Yoshio Eguchi narra las vivencias
que le transmite el contemplar a la primera muchacha (rigurosamente
seleccionada por la regenta de la casa tanto por su hermosura como por una
imprescindible virginidad) en un acto tan íntimo como es el dormir. El requisito
de la posada es no realizar ninguna acción que pueda considerarse inapropiada,
lo que conllevaría el ser expulsado de ese selecto club.
Por la mente de Eguchi pasan los
pensamientos encadenados entre las seis muchachas a las que, en total, visitará
en este relato corto, y con ellas todas y cada una de las mujeres que pasaron
pos su vida, desde su madre a sus hijas, pasando por todas las mujeres a las
que amó. Para Eguchi las visitas se convierten en una especie de recorrido por
su pasado, un recorrido en el que hay lugar para los remordimientos. Al mismo
tiempo, se manifiesta el presente en la forma de las tentaciones que vive el
anciano de violentar a las durmientes en diferentes formas, con un deseo casi
irresistible de vulnerar su (narcotizado)
sueño.
Por último, el atormentador futuro con ese miedo a la vejez y decrepitud que observa en el resto de
clientes, algo mayores que él y que viven buscando, del mismo modo que él, la
juventud perdida en esa posada, y el alejar la decadente idea de una muerte que
se acerca inexorablemente. Tal y como dicta la lógica, los miembros de la
clientela no coinciden entre ellos, aunque no supone un impedimento para que
nuestro protagonista entable un diálogo fantasmagórico con ellos.

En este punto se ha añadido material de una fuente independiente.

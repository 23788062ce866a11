//! String receivers.

use crate::runner::dispatch::context::CallContext;
use crate::runner::ds::error::RuntimeError;
use crate::runner::ds::method::MethodEntry;
use crate::runner::ds::registry::ClassRegistry;
use crate::runner::ds::value::{NovaString, Value};

pub fn register(registry: &mut ClassRegistry) {
    let string = registry.builtins().string;
    registry.install_builtins(
        string,
        vec![
            MethodEntry::native("+", 1, string_concat),
            MethodEntry::native("<<", 1, string_append),
            MethodEntry::native("==", 1, string_eq),
            MethodEntry::native("length", 0, string_length),
            MethodEntry::native("to_s", 0, string_to_s),
        ],
    );
}

fn this_string(ctx: &CallContext<'_>) -> Result<NovaString, RuntimeError> {
    match ctx.receiver() {
        Value::String(s) => Ok(s.clone()),
        other => Err(RuntimeError::TypeError(format!(
            "'{}' needs a string receiver, got {}",
            ctx.method_name(),
            other.type_name()
        ))),
    }
}

fn string_arg(ctx: &CallContext<'_>, value: &Value) -> Result<String, RuntimeError> {
    match value {
        Value::String(s) => Ok(s.to_string()),
        other => Err(RuntimeError::TypeError(format!(
            "no implicit conversion of {} into string for '{}'",
            other.type_name(),
            ctx.method_name()
        ))),
    }
}

/// `a + b` builds a new string.
fn string_concat(ctx: &mut CallContext<'_>, args: Vec<Value>) -> Result<Value, RuntimeError> {
    let lhs = this_string(ctx)?;
    let rhs = string_arg(ctx, &args[0])?;
    Ok(Value::str(&format!("{}{}", lhs, rhs)))
}

/// `a << b` appends in place and returns the receiver.
fn string_append(ctx: &mut CallContext<'_>, args: Vec<Value>) -> Result<Value, RuntimeError> {
    let target = this_string(ctx)?;
    let suffix = match &args[0] {
        Value::String(s) => s.to_string(),
        other => other.to_string(),
    };
    target.push_str(&suffix);
    Ok(ctx.receiver().clone())
}

fn string_eq(ctx: &mut CallContext<'_>, args: Vec<Value>) -> Result<Value, RuntimeError> {
    Ok(Value::Boolean(*ctx.receiver() == args[0]))
}

fn string_length(ctx: &mut CallContext<'_>, _args: Vec<Value>) -> Result<Value, RuntimeError> {
    Ok(Value::Integer(this_string(ctx)?.len() as i64))
}

fn string_to_s(ctx: &mut CallContext<'_>, _args: Vec<Value>) -> Result<Value, RuntimeError> {
    Ok(ctx.receiver().clone())
}
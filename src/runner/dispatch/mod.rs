//! Message sends.
//!
//! A send carries a receiver, a method name, evaluated arguments and
//! call-site flags. The [`resolver`] finds the entry, the [`partial`] engine
//! handles short argument lists, and [`operator`] maps operator tokens to
//! method names. The `impl Runtime` blocks in [`send`] tie them together.

pub mod context;
pub mod operator;
pub mod partial;
pub mod resolver;
pub mod send;

/// Call-site flags.
#[derive(Debug, Clone, Copy, PartialEq, Eq)]
pub struct CallSite {
    /// Bind a prefix when fewer arguments than declared are given.
    pub allow_partial: bool,
    /// Unary operator written after its operand.
    pub postfix: bool,
}

impl CallSite {
    /// An ordinary `recv.name(args)` call.
    pub fn plain(allow_partial: bool) -> Self {
        CallSite {
            allow_partial,
            postfix: false,
        }
    }

    /// An explicit partial call site, partial binding always allowed.
    pub fn partial() -> Self {
        CallSite {
            allow_partial: true,
            postfix: false,
        }
    }

    /// Exact arity only.
    pub fn strict() -> Self {
        CallSite {
            allow_partial: false,
            postfix: false,
        }
    }

    pub fn with_postfix(mut self, postfix: bool) -> Self {
        self.postfix = postfix;
        self
    }
}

Como es habitual en este autor,
el (de momento) único ganador del Premio Nobel de Literatura de origen japonés,
las tradiciones japonesas están muy bien representadas, así como añade
simbologías tradicionales a los propios personajes, lo que se puede observar en
algo tan simbólico como las vírgenes yacentes. Este argumento y la forma de narración, en la que olfato,
oído y vista son magnificados por el autor, agudizados por el silencio en el
que los únicos diálogos los forman las entradas en la vivienda y los desayunos
matutinos atraen de manera intensa a muchos autores.

En este cuento, y en los que lo
acompañan (“Un brazo” y “De pájaros y animales”) son acompañados de una fuerte
simbología japonesa que, personalmente, se me hizo complicada de seguir. Capaz
de describir de una forma sublime la belleza de su entorno, de la naturaleza, añade también una morbosidad a la narración y
una escabrosidad que en ocasiones aleja un poco al lector, o al menos lo
desconcierta.
Como decíamos, es el único autor
japonés que logró el Premio Nobel de Literatura (aunque como él mismo dijo en
una ocasión “no entiendo cómo me lo han dado a mí existiendo Mishima”) y uno de
los grandes autores del siglo pasado. Tiene en este libro ese toque magistral
describiendo la parte más bella de la naturaleza, como se puede observar
también en “Lo bello y lo triste”, aunque como decía el añadir detalles
escabrosos y desasosegantes hizo que nunca me zambullese en la lectura.
Por último recalcar que el uso de
esas figuras oníricas en la narración (sobre todo en el segundo relato) me hizo
recordar a uno de los autores más conocidos de la actualidad, Haruki Murakami,
aunque mi desconocimiento de la tradición japonesa me impide distinguir si
ambos se inspiran en ella o el segundo en el primero. En definitiva, una
lectura de la que se saca provecho, aunque entre tanta belleza como es capaz de
describir también coloca dosis que dejan un sabor un tanto amargo.